• What the exercise asks
Set down the records that follow exactly, every line of them.
[Start of Attachment]
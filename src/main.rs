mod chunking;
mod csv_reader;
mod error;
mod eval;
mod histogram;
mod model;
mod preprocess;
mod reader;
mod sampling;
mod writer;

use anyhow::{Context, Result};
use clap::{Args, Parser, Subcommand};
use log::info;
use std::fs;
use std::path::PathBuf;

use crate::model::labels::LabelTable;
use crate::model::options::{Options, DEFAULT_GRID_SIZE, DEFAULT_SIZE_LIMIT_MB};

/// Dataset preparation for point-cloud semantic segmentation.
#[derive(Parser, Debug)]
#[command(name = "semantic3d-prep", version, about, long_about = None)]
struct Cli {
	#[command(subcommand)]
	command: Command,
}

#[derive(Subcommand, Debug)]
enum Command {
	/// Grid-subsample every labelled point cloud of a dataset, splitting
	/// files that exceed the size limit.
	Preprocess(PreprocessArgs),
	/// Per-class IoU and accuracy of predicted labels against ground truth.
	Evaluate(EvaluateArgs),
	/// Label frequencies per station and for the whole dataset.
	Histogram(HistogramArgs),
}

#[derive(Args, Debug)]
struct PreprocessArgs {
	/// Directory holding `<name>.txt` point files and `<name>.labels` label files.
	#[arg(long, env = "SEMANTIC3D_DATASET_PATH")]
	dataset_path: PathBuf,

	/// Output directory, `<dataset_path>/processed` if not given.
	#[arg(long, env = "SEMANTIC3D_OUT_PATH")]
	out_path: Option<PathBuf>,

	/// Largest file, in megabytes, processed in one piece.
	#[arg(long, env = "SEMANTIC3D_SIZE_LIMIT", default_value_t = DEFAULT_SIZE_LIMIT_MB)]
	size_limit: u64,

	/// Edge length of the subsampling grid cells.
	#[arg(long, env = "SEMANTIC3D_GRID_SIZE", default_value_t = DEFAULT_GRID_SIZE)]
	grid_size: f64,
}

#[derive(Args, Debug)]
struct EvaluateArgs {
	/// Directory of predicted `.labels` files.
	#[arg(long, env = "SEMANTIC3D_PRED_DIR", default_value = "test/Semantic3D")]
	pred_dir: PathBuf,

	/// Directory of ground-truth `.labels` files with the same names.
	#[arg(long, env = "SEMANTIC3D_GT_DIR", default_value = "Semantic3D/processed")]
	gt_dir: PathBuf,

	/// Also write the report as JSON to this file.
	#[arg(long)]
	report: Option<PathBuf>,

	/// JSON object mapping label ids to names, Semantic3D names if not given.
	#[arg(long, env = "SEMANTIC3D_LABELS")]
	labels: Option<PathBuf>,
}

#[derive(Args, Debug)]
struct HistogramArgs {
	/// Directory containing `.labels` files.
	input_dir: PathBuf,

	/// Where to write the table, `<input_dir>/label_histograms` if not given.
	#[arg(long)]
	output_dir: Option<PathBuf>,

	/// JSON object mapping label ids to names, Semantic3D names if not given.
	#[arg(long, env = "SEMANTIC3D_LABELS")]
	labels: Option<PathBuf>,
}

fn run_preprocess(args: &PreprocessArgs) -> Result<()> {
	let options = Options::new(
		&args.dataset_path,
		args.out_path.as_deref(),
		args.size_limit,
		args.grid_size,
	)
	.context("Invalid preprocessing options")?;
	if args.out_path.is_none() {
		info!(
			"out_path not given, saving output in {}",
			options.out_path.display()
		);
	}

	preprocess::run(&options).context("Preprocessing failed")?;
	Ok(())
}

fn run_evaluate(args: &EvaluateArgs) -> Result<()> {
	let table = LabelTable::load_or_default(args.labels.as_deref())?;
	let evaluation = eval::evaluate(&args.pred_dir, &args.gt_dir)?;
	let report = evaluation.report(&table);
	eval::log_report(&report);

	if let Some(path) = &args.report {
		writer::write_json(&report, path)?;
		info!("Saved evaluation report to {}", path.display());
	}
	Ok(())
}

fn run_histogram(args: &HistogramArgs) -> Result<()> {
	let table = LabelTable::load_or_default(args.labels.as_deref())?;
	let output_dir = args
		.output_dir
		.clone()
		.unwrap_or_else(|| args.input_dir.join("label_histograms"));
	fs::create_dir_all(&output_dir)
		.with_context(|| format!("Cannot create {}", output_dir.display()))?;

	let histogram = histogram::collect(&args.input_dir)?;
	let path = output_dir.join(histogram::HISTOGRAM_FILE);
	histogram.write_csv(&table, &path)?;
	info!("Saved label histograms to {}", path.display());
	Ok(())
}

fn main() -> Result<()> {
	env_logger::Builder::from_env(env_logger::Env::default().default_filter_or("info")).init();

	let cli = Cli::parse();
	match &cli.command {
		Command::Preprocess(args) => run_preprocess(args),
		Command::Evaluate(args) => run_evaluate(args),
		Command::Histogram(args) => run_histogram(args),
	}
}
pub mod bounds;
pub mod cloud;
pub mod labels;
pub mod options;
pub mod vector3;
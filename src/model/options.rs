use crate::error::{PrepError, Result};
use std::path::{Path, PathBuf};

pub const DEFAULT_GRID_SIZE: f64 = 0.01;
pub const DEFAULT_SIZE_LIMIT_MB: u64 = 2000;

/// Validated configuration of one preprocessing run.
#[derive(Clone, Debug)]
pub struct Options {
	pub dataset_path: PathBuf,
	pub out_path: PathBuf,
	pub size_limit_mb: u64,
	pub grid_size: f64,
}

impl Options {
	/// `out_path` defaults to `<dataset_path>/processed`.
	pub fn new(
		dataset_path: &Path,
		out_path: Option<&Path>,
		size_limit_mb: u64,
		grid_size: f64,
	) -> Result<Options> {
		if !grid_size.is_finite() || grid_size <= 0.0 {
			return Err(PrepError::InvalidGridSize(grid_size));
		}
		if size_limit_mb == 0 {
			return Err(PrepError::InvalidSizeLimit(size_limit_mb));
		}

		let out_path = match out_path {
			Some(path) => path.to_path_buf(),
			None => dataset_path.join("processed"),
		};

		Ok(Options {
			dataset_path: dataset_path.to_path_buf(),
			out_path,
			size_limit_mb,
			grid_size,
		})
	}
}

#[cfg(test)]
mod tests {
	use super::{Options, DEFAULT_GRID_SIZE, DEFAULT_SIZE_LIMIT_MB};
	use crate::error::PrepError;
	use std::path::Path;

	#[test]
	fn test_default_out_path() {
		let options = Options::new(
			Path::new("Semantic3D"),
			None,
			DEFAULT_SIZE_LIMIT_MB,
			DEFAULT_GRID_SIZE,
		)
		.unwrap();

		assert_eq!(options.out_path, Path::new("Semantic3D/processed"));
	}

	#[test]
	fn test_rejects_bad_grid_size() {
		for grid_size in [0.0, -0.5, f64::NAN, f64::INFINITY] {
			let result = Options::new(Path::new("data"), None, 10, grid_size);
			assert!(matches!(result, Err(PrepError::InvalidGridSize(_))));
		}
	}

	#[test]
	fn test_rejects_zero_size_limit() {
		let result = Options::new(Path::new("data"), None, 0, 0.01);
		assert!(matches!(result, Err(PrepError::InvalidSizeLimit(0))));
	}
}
[End of Attachment]
• Written answer
filename src/main.rs
mod chunking;
mod csv_reader;
mod error;
mod eval;
mod histogram;
mod model;
mod preprocess;
mod reader;
mod sampling;
mod writer;

use anyhow::{Context, Result};
use clap::{Args, Parser, Subcommand};
use log::info;
use std::fs;
use std::path::PathBuf;

use crate::model::labels::LabelTable;
use crate::model::options::{Options, DEFAULT_GRID_SIZE, DEFAULT_SIZE_LIMIT_MB};

/// Dataset preparation for point-cloud semantic segmentation.
#[derive(Parser, Debug)]
#[command(name = "semantic3d-prep", version, about, long_about = None)]
struct Cli {
	#[command(subcommand)]
	command: Command,
}

#[derive(Subcommand, Debug)]
enum Command {
	/// Grid-subsample every labelled point cloud of a dataset, splitting
	/// files that exceed the size limit.
	Preprocess(PreprocessArgs),
	/// Per-class IoU and accuracy of predicted labels against ground truth.
	Evaluate(EvaluateArgs),
	/// Label frequencies per station and for the whole dataset.
	Histogram(HistogramArgs),
}

#[derive(Args, Debug)]
struct PreprocessArgs {
	/// Directory holding `<name>.txt` point files and `<name>.labels` label files.
	#[arg(long, env = "SEMANTIC3D_DATASET_PATH")]
	dataset_path: PathBuf,

	/// Output directory, `<dataset_path>/processed` if not given.
	#[arg(long, env = "SEMANTIC3D_OUT_PATH")]
	out_path: Option<PathBuf>,

	/// Largest file, in megabytes, processed in one piece.
	#[arg(long, env = "SEMANTIC3D_SIZE_LIMIT", default_value_t = DEFAULT_SIZE_LIMIT_MB)]
	size_limit: u64,

	/// Edge length of the subsampling grid cells.
	#[arg(long, env = "SEMANTIC3D_GRID_SIZE", default_value_t = DEFAULT_GRID_SIZE)]
	grid_size: f64,
}

#[derive(Args, Debug)]
struct EvaluateArgs {
	/// Directory of predicted `.labels` files.
	#[arg(long, env = "SEMANTIC3D_PRED_DIR", default_value = "test/Semantic3D")]
	pred_dir: PathBuf,

	/// Directory of ground-truth `.labels` files with the same names.
	#[arg(long, env = "SEMANTIC3D_GT_DIR", default_value = "Semantic3D/processed")]
	gt_dir: PathBuf,

	/// Also write the report as JSON to this file.
	#[arg(long)]
	report: Option<PathBuf>,

	/// JSON object mapping label ids to names, Semantic3D names if not given.
	#[arg(long, env = "SEMANTIC3D_LABELS")]
	labels: Option<PathBuf>,
}

#[derive(Args, Debug)]
struct HistogramArgs {
	/// Directory containing `.labels` files.
	input_dir: PathBuf,

	/// Where to write the table, `<input_dir>/label_histograms` if not given.
	#[arg(long)]
	output_dir: Option<PathBuf>,

	/// JSON object mapping label ids to names, Semantic3D names if not given.
	#[arg(long, env = "SEMANTIC3D_LABELS")]
	labels: Option<PathBuf>,
}

fn run_preprocess(args: &PreprocessArgs) -> Result<()> {
	let options = Options::new(
		&args.dataset_path,
		args.out_path.as_deref(),
		args.size_limit,
		args.grid_size,
	)
	.context("Invalid preprocessing options")?;
	if args.out_path.is_none() {
		info!(
			"out_path not given, saving output in {}",
			options.out_path.display()
		);
	}

	preprocess::run(&options).context("Preprocessing failed")?;
	Ok(())
}

fn run_evaluate(args: &EvaluateArgs) -> Result<()> {
	let table = LabelTable::load_or_default(args.labels.as_deref())?;
	let evaluation = eval::evaluate(&args.pred_dir, &args.gt_dir)?;
	let report = evaluation.report(&table);
	eval::log_report(&report);

	if let Some(path) = &args.report {
		writer::write_json(&report, path)?;
		info!("Saved evaluation report to {}", path.display());
	}
	Ok(())
}

fn run_histogram(args: &HistogramArgs) -> Result<()> {
	let table = LabelTable::load_or_default(args.labels.as_deref())?;
	let output_dir = args
		.output_dir
		.clone()
		.unwrap_or_else(|| args.input_dir.join("label_histograms"));
	fs::create_dir_all(&output_dir)
		.with_context(|| format!("Cannot create {}", output_dir.display()))?;

	let histogram = histogram::collect(&args.input_dir)?;
	let path = output_dir.join(histogram::HISTOGRAM_FILE);
	histogram.write_csv(&table, &path)?;
	info!("Saved label histograms to {}", path.display());
	Ok(())
}

fn main() -> Result<()> {
	env_logger::Builder::from_env(env_logger::Env::default().default_filter_or("info")).init();

	let cli = Cli::parse();
	match &cli.command {
		Command::Preprocess(args) => run_preprocess(args),
		Command::Evaluate(args) => run_evaluate(args),
		Command::Histogram(args) => run_histogram(args),
	}
}
pub mod bounds;
pub mod cloud;
pub mod labels;
pub mod options;
pub mod vector3;
filename src/model/options.rs
use crate::error::{PrepError, Result};
use std::path::{Path, PathBuf};

pub const DEFAULT_GRID_SIZE: f64 = 0.01;
pub const DEFAULT_SIZE_LIMIT_MB: u64 = 2000;

/// Validated configuration of one preprocessing run.
#[derive(Clone, Debug)]
pub struct Options {
	pub dataset_path: PathBuf,
	pub out_path: PathBuf,
	pub size_limit_mb: u64,
	pub grid_size: f64,
}

impl Options {
	/// `out_path` defaults to `<dataset_path>/processed`.
	pub fn new(
		dataset_path: &Path,
		out_path: Option<&Path>,
		size_limit_mb: u64,
		grid_size: f64,
	) -> Result<Options> {
		if !grid_size.is_finite() || grid_size <= 0.0 {
			return Err(PrepError::InvalidGridSize(grid_size));
		}
		if size_limit_mb == 0 {
			return Err(PrepError::InvalidSizeLimit(size_limit_mb));
		}

		let out_path = match out_path {
			Some(path) => path.to_path_buf(),
			None => dataset_path.join("processed"),
		};

		Ok(Options {
			dataset_path: dataset_path.to_path_buf(),
			out_path,
			size_limit_mb,
			grid_size,
		})
	}
}

#[cfg(test)]
mod tests {
	use super::{Options, DEFAULT_GRID_SIZE, DEFAULT_SIZE_LIMIT_MB};
	use crate::error::PrepError;
	use std::path::Path;

	#[test]
	fn test_default_out_path() {
		let options = Options::new(
			Path::new("Semantic3D"),
			None,
			DEFAULT_SIZE_LIMIT_MB,
			DEFAULT_GRID_SIZE,
		)
		.unwrap();

		assert_eq!(options.out_path, Path::new("Semantic3D/processed"));
	}

	#[test]
	fn test_rejects_bad_grid_size() {
		for grid_size in [0.0, -0.5, f64::NAN, f64::INFINITY] {
			let result = Options::new(Path::new("data"), None, 10, grid_size);
			assert!(matches!(result, Err(PrepError::InvalidGridSize(_))));
		}
	}

	#[test]
	fn test_rejects_zero_size_limit() {
		let result = Options::new(Path::new("data"), None, 0, 0.01);
		assert!(matches!(result, Err(PrepError::InvalidSizeLimit(0))));
	}
}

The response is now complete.